EXERCISE AIM: Tally how many lines of these entries hold the string "tracing". Return the number alone.

[Saved data entries]
§ §

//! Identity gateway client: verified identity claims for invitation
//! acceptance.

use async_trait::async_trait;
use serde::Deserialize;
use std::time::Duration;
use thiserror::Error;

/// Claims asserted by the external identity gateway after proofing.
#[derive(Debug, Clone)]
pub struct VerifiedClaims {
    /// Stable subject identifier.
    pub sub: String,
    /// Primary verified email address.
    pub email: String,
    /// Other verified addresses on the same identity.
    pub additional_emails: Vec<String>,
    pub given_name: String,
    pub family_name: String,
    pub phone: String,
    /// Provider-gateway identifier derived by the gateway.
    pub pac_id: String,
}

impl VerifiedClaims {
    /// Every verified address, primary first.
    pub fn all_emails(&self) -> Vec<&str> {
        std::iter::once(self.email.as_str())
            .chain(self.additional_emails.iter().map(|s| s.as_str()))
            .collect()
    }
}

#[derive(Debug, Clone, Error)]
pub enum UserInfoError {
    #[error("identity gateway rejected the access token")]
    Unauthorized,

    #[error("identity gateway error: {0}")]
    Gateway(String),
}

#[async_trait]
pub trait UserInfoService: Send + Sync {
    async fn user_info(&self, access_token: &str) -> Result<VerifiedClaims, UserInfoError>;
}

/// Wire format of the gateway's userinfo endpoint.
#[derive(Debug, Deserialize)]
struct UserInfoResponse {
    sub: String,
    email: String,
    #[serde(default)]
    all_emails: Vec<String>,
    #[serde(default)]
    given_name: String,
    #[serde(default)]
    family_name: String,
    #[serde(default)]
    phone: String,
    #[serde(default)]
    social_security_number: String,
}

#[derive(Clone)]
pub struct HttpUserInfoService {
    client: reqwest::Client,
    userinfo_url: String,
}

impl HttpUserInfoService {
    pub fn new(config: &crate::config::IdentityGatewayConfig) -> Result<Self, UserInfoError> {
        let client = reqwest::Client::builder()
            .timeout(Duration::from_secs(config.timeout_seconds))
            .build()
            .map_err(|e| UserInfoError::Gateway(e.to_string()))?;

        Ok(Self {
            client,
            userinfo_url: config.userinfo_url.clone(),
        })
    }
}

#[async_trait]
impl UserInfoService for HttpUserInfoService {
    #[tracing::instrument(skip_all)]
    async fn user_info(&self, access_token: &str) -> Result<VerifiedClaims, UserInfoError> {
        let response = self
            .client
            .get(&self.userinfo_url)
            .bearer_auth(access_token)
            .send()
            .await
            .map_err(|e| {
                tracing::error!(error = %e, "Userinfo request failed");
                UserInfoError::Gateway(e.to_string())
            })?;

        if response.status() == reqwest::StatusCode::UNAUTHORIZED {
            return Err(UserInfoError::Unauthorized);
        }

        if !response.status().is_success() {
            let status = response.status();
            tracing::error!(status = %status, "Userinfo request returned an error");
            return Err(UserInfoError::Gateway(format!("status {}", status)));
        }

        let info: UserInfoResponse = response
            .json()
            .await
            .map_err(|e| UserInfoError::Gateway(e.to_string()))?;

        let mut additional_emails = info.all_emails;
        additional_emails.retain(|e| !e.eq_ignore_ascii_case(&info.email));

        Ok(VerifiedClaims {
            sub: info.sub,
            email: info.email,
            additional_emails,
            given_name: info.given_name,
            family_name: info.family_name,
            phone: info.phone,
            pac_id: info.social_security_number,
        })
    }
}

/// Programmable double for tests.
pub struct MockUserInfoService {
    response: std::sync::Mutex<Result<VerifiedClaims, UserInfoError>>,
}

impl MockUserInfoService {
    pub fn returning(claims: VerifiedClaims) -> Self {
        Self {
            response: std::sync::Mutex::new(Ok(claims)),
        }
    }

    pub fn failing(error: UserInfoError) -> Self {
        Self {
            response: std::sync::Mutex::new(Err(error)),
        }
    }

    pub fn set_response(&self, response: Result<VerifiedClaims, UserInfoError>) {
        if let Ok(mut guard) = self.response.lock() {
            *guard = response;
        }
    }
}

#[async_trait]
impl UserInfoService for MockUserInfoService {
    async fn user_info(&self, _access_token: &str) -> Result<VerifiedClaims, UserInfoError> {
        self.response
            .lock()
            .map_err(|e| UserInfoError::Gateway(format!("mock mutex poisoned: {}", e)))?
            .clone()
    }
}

§ §

PROBLEM SOLUTION: 3